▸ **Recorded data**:
§ §
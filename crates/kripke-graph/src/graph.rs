//! Core Kripke structure: states, transitions, and atomic-proposition labels.
//!
//! A [`Graph`] is built incrementally through a mutable builder API and is
//! then handed to the model checker as a read-only structure. Nothing in
//! this module enforces immutability at the type level — mutation after
//! checking begins is undefined behavior, not a checked error — but no
//! API here is ever called by the checker in a way that mutates the
//! graph.
//!
//! # Example
//!
//! ```
//! use kripke_graph::{Graph, Proposition};
//!
//! let mut g = Graph::new(0);
//! g.add_transition(0, 1);
//! g.add_transition(1, 0);
//! g.add_label(0, Proposition::from("p"));
//!
//! assert_eq!(g.successors(1).unwrap(), &[0]);
//! assert!(g.has_label(0, &Proposition::from("p")).unwrap());
//! ```

use crate::error::{GraphError, Result};
use serde::{Deserialize, Serialize};
use std::collections::{HashMap, HashSet};
use std::sync::Arc;

/// Opaque, dense state identifier, unique within one graph.
///
/// Assigned in insertion order starting at 0, which lets a checker index a
/// bitset by `StateId` directly rather than maintaining a separate id map.
#[derive(Debug, Clone, Copy, PartialEq, Eq, Hash, PartialOrd, Ord, Serialize, Deserialize)]
pub struct StateId(pub u32);

impl StateId {
    /// Returns the dense index usable for bitset/array indexing.
    pub fn index(self) -> usize {
        self.0 as usize
    }
}

impl std::fmt::Display for StateId {
    fn fmt(&self, f: &mut std::fmt::Formatter<'_>) -> std::fmt::Result {
        write!(f, "s{}", self.0)
    }
}

impl From<u32> for StateId {
    fn from(v: u32) -> Self {
        StateId(v)
    }
}

/// An atomic proposition symbol drawn from a finite alphabet.
///
/// Interned as a cheaply-clonable `Arc<str>` since the same proposition
/// typically labels many states and is compared often during checking.
#[derive(Debug, Clone, PartialEq, Eq, Hash, Serialize, Deserialize)]
pub struct Proposition(Arc<str>);

impl Proposition {
    /// Creates a new atomic proposition from its symbol name.
    pub fn new(name: impl Into<Arc<str>>) -> Self {
        Proposition(name.into())
    }

    /// Returns the proposition's symbol as a string slice.
    pub fn as_str(&self) -> &str {
        &self.0
    }
}

impl From<&str> for Proposition {
    fn from(s: &str) -> Self {
        Proposition::new(s)
    }
}

impl From<String> for Proposition {
    fn from(s: String) -> Self {
        Proposition::new(s)
    }
}

impl std::fmt::Display for Proposition {
    fn fmt(&self, f: &mut std::fmt::Formatter<'_>) -> std::fmt::Result {
        write!(f, "{}", self.0)
    }
}

/// A finite Kripke structure: states, a transition relation, and a
/// proposition-labeling function.
///
/// # Invariants
///
/// - Every successor in `transitions` also appears in `states`.
/// - `initial` is a member of `states`.
/// - `labeling` is defined (possibly with an empty set) for every state.
#[derive(Debug, Clone, Serialize, Deserialize)]
pub struct Graph {
    states: Vec<StateId>,
    initial: StateId,
    transitions: HashMap<StateId, Vec<StateId>>,
    labeling: HashMap<StateId, HashSet<Proposition>>,
    next_id: u32,
}

impl Graph {
    /// Creates a new graph with a single state that is both added and
    /// marked initial.
    pub fn new(initial: impl Into<StateId>) -> Self {
        let initial = initial.into();
        let mut g = Graph {
            states: Vec::new(),
            initial,
            transitions: HashMap::new(),
            labeling: HashMap::new(),
            next_id: 0,
        };
        g.insert_state(initial);
        g
    }

    fn insert_state(&mut self, s: StateId) {
        if !self.transitions.contains_key(&s) && !self.states.contains(&s) {
            self.states.push(s);
            self.transitions.entry(s).or_default();
            self.labeling.entry(s).or_default();
            self.next_id = self.next_id.max(s.0 + 1);
        }
    }

    /// Idempotently inserts a state.
    pub fn add_state(&mut self, s: impl Into<StateId>) {
        let s = s.into();
        self.insert_state(s);
        tracing::trace!(state = %s, "added state");
    }

    /// Allocates and adds a fresh state id, returning it. Convenience for
    /// callers that don't want to manage ids themselves (the scheduler's
    /// enumerative driver uses this).
    pub fn fresh_state(&mut self) -> StateId {
        let id = StateId(self.next_id);
        self.insert_state(id);
        id
    }

    /// Inserts a transition `from -> to`, inserting either endpoint if
    /// absent. Duplicate transitions are allowed and preserved in order.
    pub fn add_transition(&mut self, from: impl Into<StateId>, to: impl Into<StateId>) {
        let from = from.into();
        let to = to.into();
        self.insert_state(from);
        self.insert_state(to);
        self.transitions.entry(from).or_default().push(to);
        tracing::trace!(from = %from, to = %to, "added transition");
    }

    /// Adds a proposition to a state's label set (idempotent set
    /// semantics). Inserts the state if absent.
    pub fn add_label(&mut self, s: impl Into<StateId>, p: impl Into<Proposition>) {
        let s = s.into();
        self.insert_state(s);
        self.labeling.entry(s).or_default().insert(p.into());
    }

    /// Returns whether `p` is in `s`'s label set.
    pub fn has_label(&self, s: impl Into<StateId>, p: &Proposition) -> Result<bool> {
        let s = s.into();
        self.labeling
            .get(&s)
            .map(|set| set.contains(p))
            .ok_or(GraphError::UnknownState(s))
    }

    /// Returns the label set of a state.
    pub fn labels(&self, s: impl Into<StateId>) -> Result<&HashSet<Proposition>> {
        let s = s.into();
        self.labeling.get(&s).ok_or(GraphError::UnknownState(s))
    }

    /// Returns the ordered successor list of a state; empty if `s` is a
    /// sink. Transition order is observable and must be preserved — it
    /// feeds the scheduler's reproducible random selection when a graph is
    /// used downstream of enumerative extraction.
    pub fn successors(&self, s: impl Into<StateId>) -> Result<&[StateId]> {
        let s = s.into();
        self.transitions
            .get(&s)
            .map(|v| v.as_slice())
            .ok_or(GraphError::UnknownState(s))
    }

    /// Returns whether `s` has no successors.
    pub fn is_sink(&self, s: impl Into<StateId>) -> Result<bool> {
        Ok(self.successors(s)?.is_empty())
    }

    /// The distinguished initial state.
    pub fn initial(&self) -> StateId {
        self.initial
    }

    /// All states, in insertion order.
    pub fn states(&self) -> &[StateId] {
        &self.states
    }

    /// Number of states.
    pub fn len(&self) -> usize {
        self.states.len()
    }

    /// The smallest capacity a dense bitset must have to index every state
    /// id this graph has ever seen (one past the largest `StateId` value
    /// used). States are not required to be contiguous — a caller may
    /// skip ids — so this can exceed [`Graph::len`].
    pub fn capacity(&self) -> usize {
        self.next_id as usize
    }

    /// Whether the graph has no states (never true after `new`, exposed
    /// for API completeness).
    pub fn is_empty(&self) -> bool {
        self.states.is_empty()
    }

    /// Returns true iff `s` is a member of this graph's state set.
    pub fn contains(&self, s: impl Into<StateId>) -> bool {
        self.transitions.contains_key(&s.into())
    }

    /// Serializes the graph to a JSON string.
    pub fn to_json(&self) -> Result<String> {
        serde_json::to_string(self).map_err(|e| GraphError::Serde(e.to_string()))
    }

    /// Deserializes a graph from a JSON string, as produced by [`Graph::to_json`].
    pub fn from_json(s: &str) -> Result<Self> {
        serde_json::from_str(s).map_err(|e| GraphError::Serde(e.to_string()))
    }

    /// Serializes the graph to a YAML string.
    pub fn to_yaml(&self) -> Result<String> {
        serde_yaml::to_string(self).map_err(|e| GraphError::Serde(e.to_string()))
    }

    /// Deserializes a graph from a YAML string, as produced by [`Graph::to_yaml`].
    pub fn from_yaml(s: &str) -> Result<Self> {
        serde_yaml::from_str(s).map_err(|e| GraphError::Serde(e.to_string()))
    }
}


#[cfg(test)]
mod proptests {
    use super::*;
    use proptest::prelude::*;

    /// Arbitrary sequence of `(from, to)` pairs over a small, fixed state
    /// universe, inserted one at a time via `add_transition`.
    fn arb_insertions() -> impl Strategy<Value = Vec<(u32, u32)>> {
        prop::collection::vec((0u32..6, 0u32..6), 0..20)
    }

    proptest! {
        /// Transition order is observable (the scheduler's enumerative
        /// extraction feeds successor order into reproducible random
        /// selection), so `successors` must replay insertions in the exact
        /// order they were added, duplicates included, regardless of how
        /// many distinct states were interleaved in between.
        #[test]
        fn successors_preserve_insertion_order(insertions in arb_insertions()) {
            let mut g = Graph::new(0);
            let mut expected: std::collections::HashMap<u32, Vec<u32>> = std::collections::HashMap::new();
            for (from, to) in &insertions {
                g.add_transition(*from, *to);
                expected.entry(*from).or_default().push(*to);
            }
            for (from, wants) in &expected {
                let got: Vec<u32> = g.successors(*from).unwrap().iter().map(|s| s.0).collect();
                prop_assert_eq!(&got, wants);
            }
        }
    }
}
§ §
▸ **What to work on**:
Reproduce exactly the section above that begins at the line containing "use super::*;" and ends at the line containing "fn arb_insertions() ->", leaving out all other lines.

▸ **The completed task**:
    use super::*;
    use proptest::prelude::*;

    /// Arbitrary sequence of `(from, to)` pairs over a small, fixed state
    /// universe, inserted one at a time via `add_transition`.
    fn arb_insertions() -> impl Strategy<Value = Vec<(u32, u32)>> {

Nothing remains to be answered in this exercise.